After listing off all the glorious things that homeschoolers do, my friend concluded her raptures with this:

"...AND on top of all those things, you, the homeschool mom, make sure that your children get to all those socializing activities!"

My inner face made some sort of Billy Idol impression, like this:

I wanted to make some sort of noncommittal statement, but I let out a weak, "yeah..."

I don't know where people get all this "socialization" garbage when it comes to homeschoolers.

I wrote a blog about the myths of the unsocialized homeschoolers, and all I will reiterate is that there is no scientific grounding for the general assessment that homeschoolers are awkward weirdies who don't know how to handle social situations. I sometimes feel like calling people out on it when they say stuff like that, because I was homeschooled (and so was Jeremy), and yet we've somehow managed to function in society.

(Don't get me wrong. I am all for little people developing relationships and interacting with others. But I don't believe that my children will learn proper behavior by spending the majority of their time with other little people who have soft morals.)

I look at my own children and this is what I observe:

They are neither shy nor awkward when it comes to social situations. They are very friendly and accepting with children and adults alike. We went to Carls Jr. the other night while the house was being shown, and within 14 seconds, Eva announced she had made a friend, and was sad that her new buddy had to leave. After Friend 1 left, another little person walked into the child area, and my children were quick to include this new friend in their play.
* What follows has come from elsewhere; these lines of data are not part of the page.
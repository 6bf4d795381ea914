use std::collections::{BTreeMap, BTreeSet};

use crate::{
    error::{ConfigError, ConfigResult},
    grading::{comparer::Comparer, tolerance::Tolerance},
    interpreter::value::core::Value,
    sampling::{core::VariableSamplingSet, function::FunctionSamplingSet},
};

/// Message used when the input contains a forbidden string.
pub const DEFAULT_FORBIDDEN_MESSAGE: &str = "Invalid Input: This particular answer is forbidden";

/// One acceptable answer.
#[derive(Debug, Clone, PartialEq)]
pub struct Answer {
    /// Parameter formulas handed to the comparer, usually just the expected
    /// expression.
    pub expect:        Vec<String>,
    /// Credit for matching this answer.
    pub grade_decimal: f64,
    /// Message shown when this answer matches.
    pub msg:           String,
}

impl Answer {
    /// A full-credit answer with a single expected formula.
    pub fn new(formula: impl Into<String>) -> Self {
        Self { expect:        vec![formula.into()],
               grade_decimal: 1.0,
               msg:           String::new(), }
    }

    /// A full-credit answer with several comparer parameters.
    pub fn with_params<S: Into<String>>(params: impl IntoIterator<Item = S>) -> Self {
        Self { expect:        params.into_iter().map(Into::into).collect(),
               grade_decimal: 1.0,
               msg:           String::new(), }
    }

    /// Sets the credit and message.
    #[must_use]
    pub fn graded(mut self, grade_decimal: f64, msg: impl Into<String>) -> Self {
        self.grade_decimal = grade_decimal;
        self.msg = msg.into();
        self
    }
}

impl From<&str> for Answer {
    fn from(formula: &str) -> Self {
        Self::new(formula)
    }
}

/// The constant `I` made available to formulas.
#[derive(Debug, Clone, Copy, PartialEq, Eq)]
pub enum IdentityConstant {
    /// The identity matrix of the given dimension.
    Sized(usize),
    /// An identity whose dimension adapts to the matrix it meets.
    Multiple,
}

/// Everything needed to check a student's input.
///
/// Start from [`CheckConfig::new`] or [`Default`], adjust fields or use the
/// setters, then hand it to [`crate::grading::protocol::Checker::new`],
/// which validates it.
#[derive(Debug, Clone)]
pub struct CheckConfig {
    /// Acceptable answers; the best scoring one wins.
    pub answers:            Vec<Answer>,
    /// Variable names the formulas may use.
    pub variables:          Vec<String>,
    /// Heads of numbered variables, such as `a` for `a_{1}`.
    pub numbered_vars:      Vec<String>,
    /// Sampling sets by variable name. Unlisted variables use the default
    /// real interval.
    pub sample_from:        BTreeMap<String, VariableSamplingSet>,
    /// Functions the formulas may use besides the default library.
    pub user_functions:     BTreeMap<String, FunctionSamplingSet>,
    /// Constants the formulas may use besides `pi`, `e`, `i` and `j`.
    pub user_constants:     BTreeMap<String, Value>,
    /// Extra number suffixes and their multipliers.
    pub suffixes:           BTreeMap<String, f64>,
    /// Enables the metric suffixes `k M G T m u n p`.
    pub metric_suffixes:    bool,
    /// Number of samples drawn.
    pub samples:            usize,
    /// Samples that may disagree without failing the check.
    pub failable_evals:     usize,
    /// Tolerance handed to the comparer.
    pub tolerance:          Tolerance,
    /// How answers and inputs are compared.
    pub comparer:           Comparer,
    /// When set, only these default functions are permitted.
    pub whitelist:          Option<Vec<String>>,
    /// Default functions that are not permitted.
    pub blacklist:          Vec<String>,
    /// Strings that may not appear in the input, ignoring whitespace.
    pub forbidden_strings:  Vec<String>,
    /// Message given when a forbidden string appears.
    pub forbidden_message:  String,
    /// Functions the input must use.
    pub required_functions: Vec<String>,
    /// Largest array dimension allowed in the input.
    pub max_array_dim:      Option<usize>,
    /// Whether square matrices may be raised to negative powers.
    pub negative_powers:    bool,
    /// Whether `I` is defined, and how.
    pub identity:           Option<IdentityConstant>,
    /// Appends per-sample evaluation data to the message.
    pub debug:              bool,
}

impl Default for CheckConfig {
    fn default() -> Self {
        Self { answers:            Vec::new(),
               variables:          Vec::new(),
               numbered_vars:      Vec::new(),
               sample_from:        BTreeMap::new(),
               user_functions:     BTreeMap::new(),
               user_constants:     BTreeMap::new(),
               suffixes:           BTreeMap::new(),
               metric_suffixes:    false,
               samples:            5,
               failable_evals:     0,
               tolerance:          Tolerance::default(),
               comparer:           Comparer::default(),
               whitelist:          None,
               blacklist:          Vec::new(),
               forbidden_strings:  Vec::new(),
               forbidden_message:  DEFAULT_FORBIDDEN_MESSAGE.to_string(),
               required_functions: Vec::new(),
               max_array_dim:      None,
               negative_powers:    true,
               identity:           None,
               debug:              false, }
    }
}

impl CheckConfig {
    /// A configuration with a single answer and default settings.
    ///
    /// # Example
    /// ```
    /// use mathgrader::grading::{config::CheckConfig, tolerance::Tolerance};
    ///
    /// let config = CheckConfig::new("x^2").with_variables(["x"])
    ///                                     .with_tolerance(Tolerance::Absolute(1e-6));
    /// assert_eq!(config.samples, 5);
    /// assert!(config.validate().is_ok());
    /// ```
    pub fn new(answer: impl Into<Answer>) -> Self {
        Self { answers: vec![answer.into()],
               ..Self::default() }
    }

    /// Adds another acceptable answer.
    #[must_use]
    pub fn with_answer(mut self, answer: impl Into<Answer>) -> Self {
        self.answers.push(answer.into());
        self
    }

    /// Declares variable names.
    #[must_use]
    pub fn with_variables<S: Into<String>>(mut self, names: impl IntoIterator<Item = S>) -> Self {
        self.variables.extend(names.into_iter().map(Into::into));
        self
    }

    /// Declares a numbered variable head.
    #[must_use]
    pub fn with_numbered_var(mut self, head: impl Into<String>) -> Self {
        self.numbered_vars.push(head.into());
        self
    }

    /// Sets the sampling set of a variable.
    #[must_use]
    pub fn with_sample_from(mut self,
                            name: impl Into<String>,
                            set: impl Into<VariableSamplingSet>)
                            -> Self {
        self.sample_from.insert(name.into(), set.into());
        self
    }

    /// Adds a user function.
    #[must_use]
    pub fn with_user_function(mut self, name: impl Into<String>, set: FunctionSamplingSet) -> Self {
        self.user_functions.insert(name.into(), set);
        self
    }

    /// Adds a user constant.
    #[must_use]
    pub fn with_user_constant(mut self, name: impl Into<String>, value: impl Into<Value>) -> Self {
        self.user_constants.insert(name.into(), value.into());
        self
    }

    /// Sets the number of samples.
    #[must_use]
    pub const fn with_samples(mut self, samples: usize) -> Self {
        self.samples = samples;
        self
    }

    /// Sets how many samples may disagree.
    #[must_use]
    pub const fn with_failable_evals(mut self, failable_evals: usize) -> Self {
        self.failable_evals = failable_evals;
        self
    }

    /// Sets the tolerance.
    #[must_use]
    pub const fn with_tolerance(mut self, tolerance: Tolerance) -> Self {
        self.tolerance = tolerance;
        self
    }

    /// Sets the comparer.
    #[must_use]
    pub fn with_comparer(mut self, comparer: Comparer) -> Self {
        self.comparer = comparer;
        self
    }

    /// Checks the configuration for mistakes that do not need sampling to
    /// find.
    ///
    /// # Errors
    /// [`ConfigError::Invalid`] or [`ConfigError::SamplingSet`] describing the
    /// first problem found.
    pub fn validate(&self) -> ConfigResult<()> {
        if self.answers.is_empty() {
            return Err(ConfigError::invalid("at least one answer is required"));
        }
        let expected_params = self.comparer.param_count();
        for answer in &self.answers {
            if answer.expect.len() != expected_params {
                return Err(ConfigError::invalid(format!("answer {:?} supplies {} comparer \
                                                         parameter(s), but the comparer \
                                                         expects {expected_params}",
                                                        answer.expect,
                                                        answer.expect.len())));
            }
            if !(0.0..=1.0).contains(&answer.grade_decimal) {
                return Err(ConfigError::invalid(format!("grade_decimal must lie in [0, 1], \
                                                         got {}",
                                                        answer.grade_decimal)));
            }
        }

        if self.samples == 0 {
            return Err(ConfigError::invalid("samples must be positive"));
        }
        if let Comparer::Correlated(comparer) = &self.comparer
           && self.samples < comparer.min_samples()
        {
            return Err(ConfigError::invalid(format!("this comparer needs at least {} samples",
                                                    comparer.min_samples())));
        }
        self.tolerance.validate()?;

        if self.whitelist.is_some() && !self.blacklist.is_empty() {
            return Err(ConfigError::invalid("whitelist and blacklist cannot both be set"));
        }
        if let Some(name) = self.required_functions.iter().find(|f| self.blacklist.contains(f)) {
            return Err(ConfigError::invalid(format!("required function '{name}' is \
                                                     blacklisted")));
        }

        let declared = self.variables
                           .iter()
                           .chain(&self.numbered_vars)
                           .collect::<BTreeSet<_>>();
        if let Some(name) = self.sample_from.keys().find(|name| !declared.contains(name)) {
            return Err(ConfigError::sampling_set(name.as_str(),
                                                 "sample_from names a variable that is not \
                                                  declared"));
        }
        if let Some((name, _)) = self.suffixes.iter().find(|(_, value)| !value.is_finite()) {
            return Err(ConfigError::invalid(format!("suffix '{name}' must have a finite \
                                                     multiplier")));
        }
        if let Some(IdentityConstant::Sized(0)) = self.identity {
            return Err(ConfigError::invalid("identity dimension must be positive"));
        }

        Ok(())
    }
}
Socially backward? I think not, unless their general acceptation of people is backward...

Loud, yes. They are very loud. But I think this comes from living in a crowd and needing to be heard.

Anyway, the night after I had that conversation with my friend, Jeremy hopped in the shower, and I followed him in a few minutes later. I had expressed my frustration to him about the whole conversation, and he said something I don't remember, because at the moment I stepped in the shower, he was trying to move around my pregnant belly, and he accidentally pushed me onto the cold shower wall, and I yelled out, "What are you doing, you unsocialized homeschooler??"

He apologized with a grin on his face, and then stepped out of the shower.

"Yeah, you get out of here, you unsocialized homeschooler!"

He flipped his towel over the shower curtain rod, and hit me in the face.

"You did that because you're an unsocialized homeschooler!"

He then turned off the bathroom light and closed the door, leaving me in the pitch black.

"UNSOCIALIZED HOMESCOOLER!" I bellowed.

Yeah. We're normal. Normal McNormaltons.

Unsocialized...bah...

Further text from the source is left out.